Arabinose- and xylose-modified analogs of 2',3'-cGAMP act as STING

Stimulator of interferon genes (STING) agonists are promising candidates for vaccine adjuvants and anti-tumor immune stimulants. The most potent natural agonist of STING, 2',3'-cyclic GMP-AMP (2',3'-cGAMP), is subject to nuclease-mediated inherent metabolic instability, thereby placing limits on its clinical efficacy. Here, we report on a new class of chemically synthesized sugar-modified analogs of 2',3'-cGAMP containing arabinose and xylose sugar derivatives that bind mouse and human STING alleles with high affinity.

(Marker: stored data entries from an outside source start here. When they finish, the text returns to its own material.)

use clap::Subcommand;
use tickdown_core::Config;

#[derive(Subcommand)]
pub enum ConfigAction {
    /// Print the current configuration as TOML
    Show,
    /// Set the default countdown length in minutes
    SetMinutes {
        minutes: u64,
    },
}

pub fn run(action: ConfigAction) -> Result<(), Box<dyn std::error::Error>> {
    match action {
        ConfigAction::Show => {
            let config = Config::load_or_default();
            print!("{}", toml::to_string_pretty(&config)?);
        }
        ConfigAction::SetMinutes { minutes } => {
            let mut config = Config::load_or_default();
            config.set_default_minutes(minutes)?;
            print!("{}", toml::to_string_pretty(&config)?);
        }
    }
    Ok(())
}
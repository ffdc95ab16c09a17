//! User-visible status presentation.
//!
//! Notification channels, icons, and text formatting live behind this
//! contract; the engine only decides *when* status is shown or hidden and
//! when the one-shot completion announcement fires.

use crate::clock::at;

/// Shows and hides background status, and announces completion.
pub trait Presenter {
    /// The timer is running in the background and will wake at the given
    /// instant.
    fn show_running(&mut self, wake_at_epoch_secs: u64);

    /// The timer is paused in the background with its remaining time kept.
    fn show_paused(&mut self);

    /// Remove any visible status.
    fn hide(&mut self);

    /// The countdown reached zero. Called exactly once per completion.
    fn announce_finished(&mut self);
}

/// Log-based presenter for terminal hosts: status changes become tracing
/// events instead of OS notifications.
#[derive(Debug, Clone, Copy, Default)]
pub struct LogPresenter;

impl Presenter for LogPresenter {
    fn show_running(&mut self, wake_at_epoch_secs: u64) {
        tracing::info!(wake_at = %at(wake_at_epoch_secs), "timer running in background");
    }

    fn show_paused(&mut self) {
        tracing::info!("timer paused in background");
    }

    fn hide(&mut self) {
        tracing::debug!("background status cleared");
    }

    fn announce_finished(&mut self) {
        tracing::info!("countdown completed");
    }
}
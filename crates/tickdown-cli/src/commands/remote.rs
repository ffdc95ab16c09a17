use clap::Subcommand;
use tickdown_core::{Command, RemoteAction};

use super::{open_service, print_events};

/// Actions taken on the background status presentation. These run while the
/// app is backgrounded by definition, so each one re-arms or clears the wake
/// as part of its transition.
#[derive(Subcommand)]
pub enum RemoteCommand {
    /// Start a fresh countdown at the configured length
    Start,
    /// Pause, reconciling elapsed background time first
    Pause,
    /// Resume with the remaining time, re-arming the wake
    Resume,
    /// Stop and reset
    Stop,
}

pub fn run(action: RemoteCommand) -> Result<(), Box<dyn std::error::Error>> {
    let remote = match action {
        RemoteCommand::Start => RemoteAction::Start,
        RemoteCommand::Pause => RemoteAction::Pause,
        RemoteCommand::Resume => RemoteAction::Resume,
        RemoteCommand::Stop => RemoteAction::Stop,
    };
    let mut svc = open_service()?;
    let events = svc.dispatch(Command::Remote(remote))?;
    print_events(&events)
}
//! Wall-clock source.
//!
//! Elapsed background time is always derived from wall-clock timestamps,
//! never from counting ticks. The clock is an explicit input so that
//! elapsed-time computation is testable with injected clocks.

use chrono::{DateTime, Utc};

/// A source of "now" in whole epoch seconds.
pub trait Clock {
    fn now_epoch_secs(&self) -> u64;
}

/// The real wall clock.
#[derive(Debug, Clone, Copy, Default)]
pub struct SystemClock;

impl Clock for SystemClock {
    fn now_epoch_secs(&self) -> u64 {
        Utc::now().timestamp().max(0) as u64
    }
}

/// Convert an epoch-seconds instant into a UTC timestamp for event payloads.
pub fn at(epoch_secs: u64) -> DateTime<Utc> {
    DateTime::from_timestamp(epoch_secs as i64, 0).unwrap_or(DateTime::UNIX_EPOCH)
}
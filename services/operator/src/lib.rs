//! gridop Operator Library
//!
//! The operator keeps data-grid clusters converged to the state declared in
//! `ClusterResource`s. Each cluster is split into roles; every role becomes a
//! `RoleResource` backed by a workload whose size the operator steps towards
//! the declared replica count.
//!
//! ## Architecture
//!
//! ```text
//! Dispatcher (work queue, owner index, retry backoff)
//! ├── ClusterReconciler  (role-set diff, start quorum, discovery service)
//! └── RoleReconciler     (upgrade / scale decision table)
//!     └── ScalingEngine  (Safe / Parallel / ParallelUpSafeDown)
//! ```
//!
//! ## Modules
//!
//! - `controller`: the reconcilers and their pure decision helpers
//! - `dispatcher`: level-triggered work queue and cascade deletion
//! - `store`: declarative store interface and in-memory implementation
//! - `health`: StatusHA checks against the management REST endpoint
//! - `events`: event recording

pub mod config;
pub mod controller;
pub mod dispatcher;
pub mod error;
pub mod events;
pub mod health;
pub mod operator;
pub mod runtime;
pub mod store;

pub use config::Config;
pub use error::ControllerError;
pub use operator::Operator;
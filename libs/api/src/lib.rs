//! # gridop-api
//!
//! Resource model for the gridop data-grid operator.
//!
//! ## Resources
//!
//! - `ClusterResource`: a data-grid cluster with an ordered list of roles
//! - `RoleResource`: one homogeneous group of members (`<cluster>-<role>`)
//! - `WorkloadResource`: the runtime workload that backs a role
//! - `DiscoveryService`: the headless well-known-address service
//!
//! ## Design Principles
//!
//! - Field names and enum strings match the declarative store's wire form
//! - Nullable spec fields resolve through explicit default helpers
//! - Every resource carries `ObjectMeta` with optimistic `resource_version`

mod cluster;
mod error;
mod meta;
mod role;
mod types;
mod workload;

pub use cluster::*;
pub use error::ApiError;
pub use meta::*;
pub use role::*;
pub use types::*;
pub use workload::*;
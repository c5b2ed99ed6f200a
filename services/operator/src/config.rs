use std::path::PathBuf;
use std::time::Duration;

use anyhow::{Context, Result};
use gridop_reconcile::DEFAULT_STATUS_HA_RETRY;

use crate::controller::ControllerSettings;

/// Image used when neither the role nor the existing workload names one.
pub const DEFAULT_IMAGE: &str = "oraclecoherence/coherence-ce:latest";

#[derive(Debug, Clone)]
pub struct Config {
    pub log_level: String,
    pub workers: usize,
    pub status_ha_retry: Duration,
    pub health_timeout: Duration,
    pub management_port: u16,
    pub default_image: String,
    pub manifest: Option<PathBuf>,
    pub dev_mode: bool,
}

impl Default for Config {
    fn default() -> Self {
        Self {
            log_level: "info".to_string(),
            workers: 4,
            status_ha_retry: DEFAULT_STATUS_HA_RETRY,
            health_timeout: Duration::from_secs(10),
            management_port: 30000,
            default_image: DEFAULT_IMAGE.to_string(),
            manifest: None,
            dev_mode: false,
        }
    }
}

impl Config {
    pub fn from_env() -> Result<Self> {
        let defaults = Self::default();

        let log_level = std::env::var("GRIDOP_LOG_LEVEL").unwrap_or(defaults.log_level);

        let workers = match std::env::var("GRIDOP_WORKERS") {
            Ok(v) => v.parse().context("GRIDOP_WORKERS must be a positive integer")?,
            Err(_) => defaults.workers,
        };
        if workers == 0 {
            anyhow::bail!("GRIDOP_WORKERS must be at least 1");
        }

        let status_ha_retry = match std::env::var("GRIDOP_STATUS_HA_RETRY_SECS") {
            Ok(v) => Duration::from_secs(
                v.parse()
                    .context("GRIDOP_STATUS_HA_RETRY_SECS must be a number of seconds")?,
            ),
            Err(_) => defaults.status_ha_retry,
        };

        let health_timeout = match std::env::var("GRIDOP_HEALTH_TIMEOUT_SECS") {
            Ok(v) => Duration::from_secs(
                v.parse()
                    .context("GRIDOP_HEALTH_TIMEOUT_SECS must be a number of seconds")?,
            ),
            Err(_) => defaults.health_timeout,
        };

        let management_port = match std::env::var("GRIDOP_MANAGEMENT_PORT") {
            Ok(v) => v.parse().context("GRIDOP_MANAGEMENT_PORT must be a port")?,
            Err(_) => defaults.management_port,
        };

        let default_image =
            std::env::var("GRIDOP_DEFAULT_IMAGE").unwrap_or(defaults.default_image);

        let manifest = std::env::var("GRIDOP_MANIFEST").ok().map(PathBuf::from);

        let dev_mode = std::env::var("GRIDOP_DEV")
            .map(|v| v == "1" || v.to_lowercase() == "true")
            .unwrap_or(false);

        Ok(Self {
            log_level,
            workers,
            status_ha_retry,
            health_timeout,
            management_port,
            default_image,
            manifest,
            dev_mode,
        })
    }

    /// Settings shared by the reconcilers.
    pub fn controller_settings(&self) -> ControllerSettings {
        ControllerSettings {
            status_ha_retry: self.status_ha_retry,
            health_timeout: self.health_timeout,
            default_image: self.default_image.clone(),
        }
    }
}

The co-crystal structures demonstrate that such analogs act as 2',3'-cGAMP mimetics that induce the "closed"conformation of human STING. These analogs show significant resistance to hydrolysis medi-ated by ENPP1 and increased stability in human serum, while retaining similar potency as 2',3'-cGAMP at inducing IFN-b secretion from human THP1 cells. The arabinose-and xylose-modified 2',3'-cGAMP analogs open a new strategy for overcoming the inherent nuclease-mediated vulnerability of natural ribose cyclic nucleotides, with the additional benefit of high translational potential as cancer therapeutics and vaccine adjuvants.